Las Vegas shooting David Becker/Stringer

Inside the Mind of the Mass Shooter

Many details about Stephen Paddock’s reasons for opening fire on a Las Vegas concert last weekend have yet to be discerned. But so-called “lone wolf” mass shooters are not a new phenomenon, and past episodes can offer important clues about the thought processes and experiences that motivate them.

LONDON – This weekend, Stephen Paddock opened fire on a country music festival in Las Vegas, Nevada, from an overlooking hotel, killing at least 59 people and injuring more than 500 others. Paddock, a 64-year-old former accountant with no criminal record, was ultimately found in his hotel room, dead, with some 23 guns, including more than ten assault weapons. Police later found an additional 19 firearms, explosives, and several thousands of rounds of ammunition in Paddock’s home. What the authorities have not yet found, however, is a motive.

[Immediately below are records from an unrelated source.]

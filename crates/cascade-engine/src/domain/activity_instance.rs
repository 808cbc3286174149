//! Activity-instance tree view of a process instance

use crate::domain::execution::{AsyncPosition, ExecutionTree};
use crate::domain::ids::{ActivityId, ActivityInstanceId, ExecutionId};
use crate::domain::layout::{LayoutNode, NodeState};
use crate::EngineError;
use serde::{Deserialize, Serialize};

/// An instance of an activity; the root instance is the process instance
#[derive(Debug, Clone, PartialEq, Eq, Serialize, Deserialize)]
pub struct ActivityInstance {
    /// Activity instance id
    pub id: ActivityInstanceId,
    /// Instantiated activity
    pub activity_id: ActivityId,
    /// Parent activity instance, `None` for the process instance
    pub parent_activity_instance_id: Option<ActivityInstanceId>,
    /// Executions that represent this instance
    pub execution_ids: Vec<ExecutionId>,
    /// Child activity instances
    pub child_activity_instances: Vec<ActivityInstance>,
    /// Child transition instances
    pub child_transition_instances: Vec<TransitionInstance>,
}

/// A token waiting at an asynchronous continuation
#[derive(Debug, Clone, PartialEq, Eq, Serialize, Deserialize)]
pub struct TransitionInstance {
    /// Transition instance id
    pub id: ActivityInstanceId,
    /// Activity the token waits before or after
    pub activity_id: ActivityId,
    /// Enclosing activity instance
    pub parent_activity_instance_id: ActivityInstanceId,
    /// Execution holding the token
    pub execution_id: ExecutionId,
    /// Before or after the activity
    pub position: AsyncPosition,
}

impl ActivityInstance {
    /// Derive the activity-instance tree from an execution tree
    pub fn from_tree(tree: &ExecutionTree) -> Result<Self, EngineError> {
        let layout = LayoutNode::from_tree(tree)?;
        Ok(Self::from_layout(&layout, None))
    }

    fn from_layout(node: &LayoutNode, parent: Option<&ActivityInstanceId>) -> Self {
        let mut instance = ActivityInstance {
            id: node.instance_id.clone(),
            activity_id: node.activity_id.clone(),
            parent_activity_instance_id: parent.cloned(),
            execution_ids: node.hints.representative.iter().cloned().collect(),
            child_activity_instances: Vec::new(),
            child_transition_instances: Vec::new(),
        };
        for child in &node.children {
            match &child.state {
                NodeState::Transition(transition) => {
                    if let Some(execution_id) = child.hints.representative.clone() {
                        instance.child_transition_instances.push(TransitionInstance {
                            id: child.instance_id.clone(),
                            activity_id: child.activity_id.clone(),
                            parent_activity_instance_id: node.instance_id.clone(),
                            execution_id,
                            position: transition.position,
                        })
                    }
                }
                _ => instance
                    .child_activity_instances
                    .push(Self::from_layout(child, Some(&node.instance_id))),
            }
        }
        instance
    }

    /// All activity instances of an activity, in pre-order
    pub fn activity_instances(&self, activity_id: &str) -> Vec<&ActivityInstance> {
        let mut out = Vec::new();
        if self.activity_id == *activity_id {
            out.push(self);
        }
        for child in &self.child_activity_instances {
            out.extend(child.activity_instances(activity_id));
        }
        out
    }

    /// All transition instances of an activity, in pre-order
    pub fn transition_instances(&self, activity_id: &str) -> Vec<&TransitionInstance> {
        let mut out: Vec<&TransitionInstance> = self
            .child_transition_instances
            .iter()
            .filter(|t| t.activity_id == *activity_id)
            .collect();
        for child in &self.child_activity_instances {
            out.extend(child.transition_instances(activity_id));
        }
        out
    }

    /// Find an activity instance by id
    pub fn find(&self, id: &str) -> Option<&ActivityInstance> {
        if self.id == *id {
            return Some(self);
        }
        self.child_activity_instances
            .iter()
            .find_map(|child| child.find(id))
    }
}
//! Environment setup builders for testing the Cascade engine.
//!
//! This module provides a builder for a [`RuntimeService`](cascade_engine::RuntimeService)
//! wired to the in-memory store, a controllable clock and recording doubles.

pub mod test_engine;

pub use test_engine::*;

More details about Paddock’s mindset and objectives will probably come to light in the coming days. But so-called “lone wolf” mass shooters – individual perpetrators with no ties to any movement or ideology – are not a new phenomenon, and these episodes have offered important clues about the motivations and thought processes of mass shooters.

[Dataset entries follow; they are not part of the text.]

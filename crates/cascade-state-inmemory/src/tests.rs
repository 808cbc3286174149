use crate::InMemoryStateStoreProvider;
use cascade_engine::{
    domain::ids::ProcessInstanceId,
    domain::process_definition::ProcessDefinition,
    domain::process_instance::ProcessInstance,
    EngineError,
};
use chrono::Utc;

fn definition(version: u32) -> ProcessDefinition {
    ProcessDefinition::builder("Process")
        .version(version)
        .start_event("startEvent")
        .user_task("userTask")
        .end_event("endEvent")
        .build()
        .unwrap()
}

#[tokio::test]
async fn test_process_instance_repository() -> Result<(), EngineError> {
    let provider = InMemoryStateStoreProvider::new();
    let (instance_repo, _) = provider.create_repositories();

    let definition = definition(1);
    let instance = ProcessInstance::new(definition.id.clone(), None, Utc::now());

    // First save moves the revision from 0 to 1
    let revision = instance_repo.save(&instance).await?;
    assert_eq!(revision, 1);

    let found = instance_repo.find_by_id(&instance.id).await?.unwrap();
    assert_eq!(found.id, instance.id);
    assert_eq!(found.revision, 1);

    let ids = instance_repo.list_instances(Some(&definition.id)).await?;
    assert_eq!(ids, vec![instance.id.clone()]);

    instance_repo.delete(&instance.id).await?;
    assert!(instance_repo.find_by_id(&instance.id).await?.is_none());

    Ok(())
}

#[tokio::test]
async fn test_stale_revision_is_rejected() -> Result<(), EngineError> {
    let provider = InMemoryStateStoreProvider::new();
    let (instance_repo, _) = provider.create_repositories();

    let instance = ProcessInstance::new(definition(1).id, None, Utc::now());
    instance_repo.save(&instance).await?;

    // Saving the same loaded copy twice means someone else won the race
    let mut loaded = instance_repo.find_by_id(&instance.id).await?.unwrap();
    instance_repo.save(&loaded).await?;
    loaded.business_key = Some("stale".to_string());
    let err = instance_repo.save(&loaded).await.unwrap_err();

    assert!(err.is_optimistic_lock_conflict());
    assert_eq!(
        err,
        EngineError::OptimisticLockConflict {
            instance_id: instance.id.to_string(),
            expected: 1,
            actual: 2,
        }
    );
    Ok(())
}

#[tokio::test]
async fn test_save_all_writes_nothing_on_conflict() -> Result<(), EngineError> {
    let provider = InMemoryStateStoreProvider::new();
    let (instance_repo, _) = provider.create_repositories();

    let first = ProcessInstance::new(definition(1).id, None, Utc::now());
    let second = ProcessInstance::new(definition(1).id, None, Utc::now());
    instance_repo.save(&first).await?;
    instance_repo.save(&second).await?;

    let first_loaded = instance_repo.find_by_id(&first.id).await?.unwrap();
    let second_loaded = instance_repo.find_by_id(&second.id).await?.unwrap();
    // `second` moves on behind the batch's back
    instance_repo.save(&second_loaded).await?;

    let result = instance_repo
        .save_all(&[first_loaded.clone(), second_loaded])
        .await;
    assert!(result.unwrap_err().is_optimistic_lock_conflict());

    let first_after = instance_repo.find_by_id(&first.id).await?.unwrap();
    assert_eq!(first_after.revision, first_loaded.revision);
    Ok(())
}

#[tokio::test]
async fn test_missing_instance() -> Result<(), EngineError> {
    let provider = InMemoryStateStoreProvider::new();
    let (instance_repo, _) = provider.create_repositories();

    let found = instance_repo
        .find_by_id(&ProcessInstanceId::new("unknown"))
        .await?;
    assert!(found.is_none());
    Ok(())
}

#[tokio::test]
async fn test_process_definition_repository() -> Result<(), EngineError> {
    let provider = InMemoryStateStoreProvider::new();
    let (_, definition_repo) = provider.create_repositories();

    let v1 = definition_repo.save(definition(1)).await?;
    let v2 = definition_repo.save(definition(2)).await?;

    let found = definition_repo.find_by_id(&v1.id).await?.unwrap();
    assert_eq!(found.version, 1);

    let latest = definition_repo.find_latest_by_key("Process").await?.unwrap();
    assert_eq!(latest.id, v2.id);
    assert!(definition_repo.find_latest_by_key("Other").await?.is_none());

    assert_eq!(definition_repo.list_definitions().await?.len(), 2);
    Ok(())
}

Most mass shooters do not survive their own attacks; they either kill themselves or let police do the job. But those who have survived have shown some common features, with narcissistic personality disorder and paranoid schizophrenia being the two most frequent diagnoses. That was the case with Anders Breivik, the Norwegian far-right terrorist who, in 2011, detonated a van bomb that killed eight people, before shooting dead 69 participants in a youth summer camp. He remains in prison in Norway.